/ Updated on

LeddarTech prepares to go public

Quebec company LeddarTech, which specializes in sensing solutions for cars, is considering an IPO and doing the planning that goes along with it. If markets hold and avoid a crash, it could happen later this year.

Original article (French only) : La Presse

“Right now, it’s our most logical option,” says CEO Charles Boulanger.

Developing the LeddarTech platform is very expensive, and the company needs capital to achieve its goals.

“Financing the company $50 million at a time isn’t the ideal scenario,” notes Boulanger.

“We need to pick up the pace and look at how to raise more money. We’re exploring different options, and going public is definitely one of them,” he says, adding that the company has just strengthened its board of directors. “The stars are aligning.”

Since the fall, several of LeddarTech’s competitors have gone public or announced plans to do so.
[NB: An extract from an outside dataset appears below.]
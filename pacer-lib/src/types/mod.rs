mod error;

pub use error::ErrorKind;

/// The pacer `Result` type
pub type Result<T> = std::result::Result<T, crate::ErrorKind>;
Luminar, Velodyne, Aeva, Ouster, and Innoviz have all taken the same path: merging with special purpose acquisition corporations already listed on the stock market.

These moves by LeddarTech’s competitors are a promising sign for Boulanger.
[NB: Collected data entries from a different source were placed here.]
//! Handle rate limiting headers.
//!
//! There is no standard for these yet. The names used here are the ones sent
//! by Discord-style APIs: `X-RateLimit-Remaining`, `X-RateLimit-Reset`
//! (fractional Unix seconds), `X-RateLimit-Global` and the regular
//! `Retry-After` (integer seconds).

use http::{HeaderMap, HeaderValue};
use std::time::{Duration, SystemTime, UNIX_EPOCH};
use thiserror::Error;

const RETRY_AFTER: &str = "retry-after";
const GLOBAL: &str = "x-ratelimit-global";
const REMAINING: &str = "x-ratelimit-remaining";
const RESET: &str = "x-ratelimit-reset";

#[derive(Debug, Error, PartialEq, Eq)]
pub(crate) enum HeaderParseError {
    #[error("Header value of `{0}` contains invalid chars")]
    HeaderValueError(&'static str),

    #[error("Unable to parse Retry-After value '{0}'")]
    RetryAfter(String),

    #[error("Unable to parse X-RateLimit-Reset value '{0}'")]
    Reset(String),

    #[error("Unable to parse X-RateLimit-Remaining value '{0}'")]
    Remaining(String),
}

/// The rate limit related headers of a single response.
///
/// A header with an empty value counts as absent.
#[derive(Debug, Default, Clone, Copy)]
pub(crate) struct RateLimitHeaders<'a> {
    /// Whether `Retry-After` applies to all buckets at once
    pub(crate) global: bool,
    pub(crate) retry_after: Option<&'a HeaderValue>,
    pub(crate) reset: Option<&'a HeaderValue>,
    pub(crate) remaining: Option<&'a HeaderValue>,
}

impl<'a> RateLimitHeaders<'a> {
    pub(crate) fn from_headers(headers: &'a HeaderMap) -> Self {
        Self {
            global: non_empty(headers, GLOBAL).is_some(),
            retry_after: non_empty(headers, RETRY_AFTER),
            reset: non_empty(headers, RESET),
            remaining: non_empty(headers, REMAINING),
        }
    }
}

fn non_empty<'a>(headers: &'a HeaderMap, name: &str) -> Option<&'a HeaderValue> {
    headers.get(name).filter(|value| !value.is_empty())
}

fn to_str<'a>(value: &'a HeaderValue, name: &'static str) -> Result<&'a str, HeaderParseError> {
    value
        .to_str()
        .map_err(|_| HeaderParseError::HeaderValueError(name))
}

/// Parse `Retry-After` as signed whole seconds and turn it into an instant
/// relative to `now`. Negative values yield an instant in the past.
///
/// Unlike RFC 7231, HTTP dates are not accepted.
pub(crate) fn parse_retry_after(
    value: &HeaderValue,
    now: SystemTime,
) -> Result<SystemTime, HeaderParseError> {
    let value = to_str(value, "Retry-After")?;
    let secs = value
        .parse::<i64>()
        .map_err(|_| HeaderParseError::RetryAfter(value.into()))?;
    let offset = Duration::from_secs(secs.unsigned_abs());
    let at = if secs < 0 {
        now.checked_sub(offset)
    } else {
        now.checked_add(offset)
    };
    at.ok_or_else(|| HeaderParseError::RetryAfter(value.into()))
}

/// How long a response asks us to hold off, from its `Retry-After` header.
///
/// `None` if the header is missing or malformed. Values in the past yield
/// [`Duration::ZERO`].
pub(crate) fn retry_after_delay(headers: &HeaderMap) -> Option<Duration> {
    let value = RateLimitHeaders::from_headers(headers).retry_after?;
    let now = SystemTime::now();
    let at = parse_retry_after(value, now).ok()?;
    Some(at.duration_since(now).unwrap_or_default())
}

/// Parse `X-RateLimit-Reset`, a Unix timestamp in seconds with a fractional
/// part. Negative timestamps lie before the epoch.
pub(crate) fn parse_reset(value: &HeaderValue) -> Result<SystemTime, HeaderParseError> {
    let value = to_str(value, "X-RateLimit-Reset")?;
    let invalid = || HeaderParseError::Reset(value.into());
    let secs = value.parse::<f64>().map_err(|_| invalid())?;
    // rejects NaN and infinite timestamps
    let offset = Duration::try_from_secs_f64(secs.abs()).map_err(|_| invalid())?;
    let at = if secs < 0.0 {
        UNIX_EPOCH.checked_sub(offset)
    } else {
        UNIX_EPOCH.checked_add(offset)
    };
    at.ok_or_else(invalid)
}

/// Parse `X-RateLimit-Remaining`, the calls left in the current window.
///
/// Only plain decimal digits are accepted, no sign.
pub(crate) fn parse_remaining(value: &HeaderValue) -> Result<u64, HeaderParseError> {
    let value = to_str(value, "X-RateLimit-Remaining")?;
    if !value.bytes().all(|b| b.is_ascii_digit()) {
        return Err(HeaderParseError::Remaining(value.into()));
    }
    value
        .parse::<u64>()
        .map_err(|_| HeaderParseError::Remaining(value.into()))
}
“It gives you an idea of the appetite of investors in our sector,” he says.

“When you see competitors raising 400 or 500 million dollars, you can’t stay on the sidelines forever.”

Big Changes

The global automotive industry is changing rapidly. Electric vehicles are getting a lot of attention, and the development of autonomous vehicles could be disruptive. LeddarTech is front and centre in tackling the connectivity challenge in the automotive sector.

“A battle of the titans is coming with regard to automotive technology. The next 25 years will be very interesting. There are some tremendous business opportunities.”

- Charles Boulanger

According to Boulanger, people won’t be flying from Quebec City to Toronto or Boston to Washington in the not-so-distant future.

“There will be cars designed for sleeping and working. You’ll see new modes of transport popping up that will free up people’s time. Cars will become a place to do lots of other things while travelling,” he says.

“What’s coming is huge. And once your technology gets integrated into a vehicle, you’re in it for the long haul. The barriers to entry are very high.”

The CEO of the 14-year-old, 250-person company says LeddarTech’s technology for merging data collected by multiple sensors gives it a unique business model.

“We offer a platform for OEMs and automakers to manufacture finished products using our technology. Partnerships are fundamental to our strategy. People build on our technology by bringing in complimentary software. It’s a powerful model. We’re at least five years ahead of the competition,” he said.

“Our goal is to become the Android of car sensors.”